- Entries taken from a collection
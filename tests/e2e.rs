//! End-to-end tests for edgequake-statements.
//!
//! These tests run the real tesseract binary and, for PDFs, libpdfium on
//! statements in `./test_cases/`. They are gated behind the `E2E_ENABLED`
//! environment variable so they do not run in CI unless explicitly
//! requested.
//!
//! Run with:
//!   E2E_ENABLED=1 LD_LIBRARY_PATH=. cargo test --test e2e -- --nocapture
//!
//! To restrict to a specific test:
//!   E2E_ENABLED=1 cargo test --test e2e statement_scan -- --nocapture

use edgequake_statements::{
    extract, extract_to_file, BackendKind, ErrorKind, ExtractionConfig, ExtractionResult,
    ExtractionStatus, PageSelection,
};
use std::path::PathBuf;

// ── Test helpers ─────────────────────────────────────────────────────────────

fn test_cases_dir() -> PathBuf {
    PathBuf::from(env!("CARGO_MANIFEST_DIR")).join("test_cases")
}

fn output_dir() -> PathBuf {
    let d = PathBuf::from(env!("CARGO_MANIFEST_DIR")).join("test_cases/output");
    std::fs::create_dir_all(&d).ok();
    d
}

/// Skip this test if E2E_ENABLED is not set *or* no statement at `path`.
macro_rules! e2e_skip_unless_ready {
    ($path:expr) => {{
        if std::env::var("E2E_ENABLED").is_err() {
            println!("SKIP — set E2E_ENABLED=1 to run e2e tests");
            return;
        }
        let p: PathBuf = $path;
        if !p.exists() {
            println!("SKIP — test file not found: {}", p.display());
            return;
        }
        p
    }};
}

fn tesseract_config() -> ExtractionConfig {
    ExtractionConfig::builder()
        .backend(BackendKind::Tesseract)
        .build()
        .expect("valid config")
}

/// Invariants every non-failed result must satisfy.
fn assert_result_quality(result: &ExtractionResult, context: &str) {
    assert_ne!(
        result.status,
        ExtractionStatus::Failed,
        "[{context}] extraction failed: {:?}",
        result.errors
    );
    assert!(result.summary.is_some(), "[{context}] summary missing");
    assert!(!result.holdings.is_empty(), "[{context}] no holdings");

    for h in &result.holdings {
        assert_eq!(h.isin.len(), 12, "[{context}] bad ISIN {}", h.isin);
        assert!(
            h.source_page >= 1 && h.source_page <= result.pages_processed,
            "[{context}] holding {} has page {}",
            h.isin,
            h.source_page
        );
    }

    let pages: Vec<usize> = result.holdings.iter().map(|h| h.source_page).collect();
    assert!(
        pages.windows(2).all(|w| w[0] <= w[1]),
        "[{context}] holdings out of page order"
    );

    let allocated: rust_decimal::Decimal = result.asset_allocation.iter().map(|a| a.value).sum();
    assert_eq!(
        allocated,
        result.holdings_total(),
        "[{context}] allocation does not cover holdings"
    );

    assert!(
        (0.0..=1.0).contains(&result.confidence_score),
        "[{context}] confidence out of range"
    );

    println!(
        "[{context}] ✓  {} holdings, {} errors, confidence {:.2}, {:.2}s",
        result.holdings.len(),
        result.errors.len(),
        result.confidence_score,
        result.processing_time_seconds
    );
}

// ── Failure paths ────────────────────────────────────────────────────────────

#[tokio::test]
async fn missing_file_is_a_call_error() {
    if std::env::var("E2E_ENABLED").is_err() {
        println!("SKIP");
        return;
    }
    let err = extract("/nonexistent/statement.pdf", &tesseract_config())
        .await
        .expect_err("missing file must error");
    println!("Got expected error: {err}");
}

#[tokio::test]
async fn corrupt_pdf_yields_failed_result() {
    if std::env::var("E2E_ENABLED").is_err() {
        println!("SKIP");
        return;
    }
    let dir = tempfile::tempdir().expect("tempdir");
    let path = dir.path().join("corrupt.pdf");
    std::fs::write(&path, b"%PDF-1.7\nthis is not really a pdf").expect("write");

    let result = extract(path.to_str().unwrap(), &tesseract_config())
        .await
        .expect("decode errors are reported in the result");

    assert_eq!(result.status, ExtractionStatus::Failed);
    assert_eq!(result.errors.len(), 1);
    assert_eq!(result.errors[0].kind, ErrorKind::DocumentDecode);
    assert_eq!(result.pages_processed, 0);
}

// ── Real statements ──────────────────────────────────────────────────────────

#[tokio::test]
async fn statement_scan_png() {
    let path = e2e_skip_unless_ready!(test_cases_dir().join("statement_scan.png"));

    let result = extract(path.to_str().unwrap(), &tesseract_config())
        .await
        .expect("extract() should succeed");

    assert_result_quality(&result, "statement_scan.png");
    assert_eq!(result.pages_processed, 1);
    assert_eq!(result.extraction_method, "tesseract");
}

#[tokio::test]
async fn multi_page_pdf_first_two_pages() {
    let path = e2e_skip_unless_ready!(test_cases_dir().join("custody_statement.pdf"));

    let config = ExtractionConfig::builder()
        .backend(BackendKind::Tesseract)
        .pages(PageSelection::Range(1, 2))
        .build()
        .unwrap();
    let result = extract(path.to_str().unwrap(), &config)
        .await
        .expect("extract() should succeed");

    assert_result_quality(&result, "custody_statement.pdf p1-2");
    assert_eq!(result.pages_processed, 2);
}

#[tokio::test]
async fn result_file_is_valid_json() {
    let path = e2e_skip_unless_ready!(test_cases_dir().join("statement_scan.png"));
    let out = output_dir().join("statement_scan.json");

    let result = extract_to_file(path.to_str().unwrap(), &out, &tesseract_config())
        .await
        .expect("extract_to_file() should succeed");

    let text = std::fs::read_to_string(&out).expect("output written");
    let v: serde_json::Value = serde_json::from_str(&text).expect("valid JSON");
    assert_eq!(v["status"], result.status.as_str());
    assert_eq!(
        v["holdings"].as_array().map(|a| a.len()),
        Some(result.holdings.len())
    );
}

#[tokio::test]
async fn vision_backend_on_scan() {
    let path = e2e_skip_unless_ready!(test_cases_dir().join("statement_scan.png"));
    if std::env::var("OPENAI_API_KEY").is_err() && std::env::var("ANTHROPIC_API_KEY").is_err() {
        println!("SKIP — no vision provider API key");
        return;
    }

    let config = ExtractionConfig::builder()
        .backend(BackendKind::Vision)
        .build()
        .unwrap();
    let result = extract(path.to_str().unwrap(), &config)
        .await
        .expect("extract() should succeed");

    assert_result_quality(&result, "statement_scan.png (vision)");
    assert_eq!(result.extraction_method, "vision");
}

- EXERCISE
Only those lines of the entries above that run from the line containing "is not really" to the line containing "assert_eq!(result.status, ExtractionStatus::Failed);", both included, should be transcribed exactly.

- RESULT FOR THIS EXERCISE
    std::fs::write(&path, b"%PDF-1.7\nthis is not really a pdf").expect("write");

    let result = extract(path.to_str().unwrap(), &tesseract_config())
        .await
        .expect("decode errors are reported in the result");

    assert_eq!(result.status, ExtractionStatus::Failed);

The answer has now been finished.